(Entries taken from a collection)
:::::

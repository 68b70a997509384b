// ============================================================================
// Carte : Live Rates
// ============================================================================
// Sélecteur de devise de base + tableau des taux relatifs à la base
//
// CONCEPT RATATUI : Table widget
// - Row : une ligne du tableau, composée de Cells
// - widths : contraintes de largeur par colonne
// - header : ligne d'en-tête stylée
// ============================================================================

use ratatui::{
    layout::{Alignment, Constraint, Direction, Layout, Rect},
    style::{Color, Modifier, Style},
    text::{Line, Span},
    widgets::{Block, Borders, Cell, Paragraph, Row, Table},
    Frame,
};

use crate::app::{App, Focus};
use crate::models::format_rate;
use crate::ui::dashboard::spinner;

/// Dessine la carte des taux en direct
pub fn render_live_rates(frame: &mut Frame, app: &App, area: Rect) {
    let block = Block::default()
        .borders(Borders::ALL)
        .border_style(Style::default().fg(Color::Cyan))
        .title(" Live Rates ");

    let inner = block.inner(area);
    frame.render_widget(block, area);

    let chunks = Layout::default()
        .direction(Direction::Vertical)
        .constraints([
            Constraint::Length(2), // Sélecteur de base
            Constraint::Min(0),    // Tableau
            Constraint::Length(1), // Note de bas de carte
        ])
        .split(inner);

    render_base_selector(frame, app, chunks[0]);

    if app.rates_loading {
        render_loading(frame, app, chunks[1]);
    } else {
        render_table(frame, app, chunks[1]);
    }

    let footnote = Paragraph::new(Line::from(Span::styled(
        "Rates updated daily by European Central Bank",
        Style::default().fg(Color::DarkGray),
    )))
    .alignment(Alignment::Center);
    frame.render_widget(footnote, chunks[2]);
}

/// Sélecteur de base (grisé pendant le chargement)
fn render_base_selector(frame: &mut Frame, app: &App, area: Rect) {
    let value_style = if app.rates_loading {
        Style::default().fg(Color::DarkGray)
    } else if app.focus == Focus::Base {
        Style::default()
            .fg(Color::Yellow)
            .add_modifier(Modifier::BOLD)
            .add_modifier(Modifier::REVERSED)
    } else {
        Style::default().fg(Color::White)
    };

    let line = Line::from(vec![
        Span::styled(" Base Rate ", Style::default().fg(Color::Gray)),
        Span::styled(format!(" {} ", app.base_currency), value_style),
    ]);

    frame.render_widget(Paragraph::new(line), area);
}

/// Message de chargement à la place du tableau
fn render_loading(frame: &mut Frame, app: &App, area: Rect) {
    let text = vec![
        Line::from(""),
        Line::from(vec![
            Span::styled(format!("{} ", spinner(app)), Style::default().fg(Color::Blue)),
            Span::styled("Loading new rates...", Style::default().fg(Color::Gray)),
        ]),
    ];

    frame.render_widget(Paragraph::new(text).alignment(Alignment::Center), area);
}

/// Tableau Currency | Rate (1 BASE), taux avec 4 décimales
///
/// L'en-tête porte la base de la table chargée, qui peut différer de la base
/// sélectionnée si son chargement a échoué.
fn render_table(frame: &mut Frame, app: &App, area: Rect) {
    // Aucune table chargée : on affiche la base sélectionnée
    let base = if app.rates.base.is_empty() {
        &app.base_currency
    } else {
        &app.rates.base
    };

    let header = Row::new(vec![
        Cell::from("Currency"),
        Cell::from(Line::from(format!("Rate (1 {})", base)).alignment(Alignment::Right)),
    ])
    .style(Style::default().fg(Color::Gray).add_modifier(Modifier::BOLD))
    .bottom_margin(1);

    // CONCEPT RUST : Iterator chaining
    // - Ni la base de la table (RateTable::new) ni la base sélectionnée
    let rows: Vec<Row> = app
        .visible_rates()
        .map(|(code, rate)| {
            Row::new(vec![
                Cell::from(Span::styled(
                    code.to_string(),
                    Style::default().add_modifier(Modifier::BOLD),
                )),
                Cell::from(Line::from(format_rate(rate)).alignment(Alignment::Right)),
            ])
        })
        .collect();

    let table = Table::new(rows, [Constraint::Percentage(50), Constraint::Percentage(50)])
        .header(header)
        .column_spacing(1);

    frame.render_widget(table, area);
}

:::::

Give back the entries above exactly as they are, from their first line through the line that contains "RATATUI : Table widget", both included, with nothing else.

RESULT BELOW:
repository 68b70a997509384b
// ============================================================================
// Carte : Live Rates
// ============================================================================
// Sélecteur de devise de base + tableau des taux relatifs à la base
//
// CONCEPT RATATUI : Table widget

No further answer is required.